真っ青な空に、湿度の抜けた空気はすがすがしい。車にはエアコンもついているし、こんな日のドライブは快適である。

市場に向かうまっすぐな道で信号待ちをしていると、ドドドドゴゴゴゴブワンブワンというものすごい低音の響きが近づいてきた。バックミラーをのぞくと、おお黒い革ジャンにハーレーやら何やらのバイク集団である。
ところがもう少し近づいてきたのを見ると、皆50代から60代のひとたちだ。ほとんどが白髪の混じった髪をヘルメットに押し込み、腹もつきでている。
わたしの友達もはいっているが、こちらオーストラリアには熟年ツーリングクラブがかなり力を持っているのだ。そんじょそこらの若者が買えるはずもないピカピカのハーレーに乗り、革ジャンも高価なものを着る。

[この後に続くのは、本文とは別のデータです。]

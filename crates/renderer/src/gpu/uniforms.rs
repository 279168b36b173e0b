use bytemuck::{Pod, Zeroable};

use crate::types::{PillarParams, RegionSize};

/// CPU mirror of the shader's std140 uniform block.
///
/// Every field is a vec4 so the layout is identical under std140 and
/// `repr(C)`; scalar parameters ride in the spare lanes (intensity in
/// `top_color.w`, glow in `bottom_color.w`, noise in `shape.w`, opacity in
/// `pointer.w`). Must stay in lockstep with `PillarUbo` in `pipeline.rs`.
#[repr(C, align(16))]
#[derive(Clone, Copy)]
pub(crate) struct PillarUniforms {
    resolution: [f32; 4],
    top_color: [f32; 4],
    bottom_color: [f32; 4],
    shape: [f32; 4],
    pointer: [f32; 4],
    clock: [f32; 4],
}

unsafe impl Zeroable for PillarUniforms {}
unsafe impl Pod for PillarUniforms {}

impl PillarUniforms {
    pub fn new(size: RegionSize, params: &PillarParams) -> Self {
        Self {
            resolution: [size.width as f32, size.height as f32, 0.0, 0.0],
            top_color: [
                params.top_color[0],
                params.top_color[1],
                params.top_color[2],
                params.intensity,
            ],
            bottom_color: [
                params.bottom_color[0],
                params.bottom_color[1],
                params.bottom_color[2],
                params.glow,
            ],
            shape: [
                params.pillar_width,
                params.pillar_height,
                params.pillar_rotation,
                params.noise,
            ],
            pointer: [
                0.0,
                0.0,
                if params.interactive { 1.0 } else { 0.0 },
                params.opacity.clamp(0.0, 1.0),
            ],
            clock: [0.0; 4],
        }
    }

    pub fn set_resolution(&mut self, width: f32, height: f32) {
        self.resolution[0] = width;
        self.resolution[1] = height;
    }

    /// Stores a pointer position in normalized [-1, 1] space.
    pub fn set_pointer(&mut self, x01: f32, y01: f32) {
        self.pointer[0] = x01.clamp(-1.0, 1.0);
        self.pointer[1] = y01.clamp(-1.0, 1.0);
    }

    /// Advances the animation clock; `seconds` is already scaled by the
    /// session's rotation speed.
    pub fn advance(&mut self, seconds: f32) {
        self.clock[0] += seconds;
    }

    #[cfg(test)]
    pub fn time(&self) -> f32 {
        self.clock[0]
    }

    #[cfg(test)]
    pub fn pointer(&self) -> (f32, f32) {
        (self.pointer[0], self.pointer[1])
    }
}

#[cfg(test)]
mod tests {
    use super::*;

    #[test]
    fn layout_is_vec4_aligned() {
        assert_eq!(std::mem::size_of::<PillarUniforms>(), 6 * 16);
        assert_eq!(std::mem::align_of::<PillarUniforms>(), 16);
    }

    #[test]
    fn scalars_ride_the_spare_lanes() {
        let mut params = PillarParams::default();
        params.intensity = 0.7;
        params.glow = 0.01;
        params.noise = 0.2;
        params.opacity = 0.4;
        let uniforms = PillarUniforms::new(RegionSize::new(800, 600), &params);
        assert_eq!(uniforms.top_color[3], 0.7);
        assert_eq!(uniforms.bottom_color[3], 0.01);
        assert_eq!(uniforms.shape[3], 0.2);
        assert_eq!(uniforms.pointer[3], 0.4);
        assert_eq!(uniforms.resolution[0], 800.0);
    }

    #[test]
    fn clock_accumulates_scaled_time() {
        let params = PillarParams::default();
        let mut uniforms = PillarUniforms::new(RegionSize::new(1, 1), &params);
        uniforms.advance(0.016);
        uniforms.advance(0.016);
        assert!((uniforms.time() - 0.032).abs() < 1e-6);
    }

    #[test]
    fn pointer_values_clamp_to_unit_square() {
        let params = PillarParams::default();
        let mut uniforms = PillarUniforms::new(RegionSize::new(1, 1), &params);
        uniforms.set_pointer(3.0, -2.0);
        assert_eq!(uniforms.pointer(), (1.0, -1.0));
    }
}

そう言えば、バンコクでは金持ちのボンボンが親の金で買ってもらったBMWやらフェラーリを乗り回しているが、こちらではそういう車に乗っているのはほとんどが50代からである。自分で稼いで、自分で買う。だから、高級車に乗るのは自分自身のステータスなのだ。

き ちんとしたツーリングだから、腹の底に響くエンジンの音以外は皆おとなしく交通規則にも従う。若いということがステータスにならない国で、「ふん、悔し かったら自分で買ってみな」と言わんばかりの熟年パワーは、なぜか拍手を送りたくなるくらい堂々としていた。カッコいいぜ、オジサン。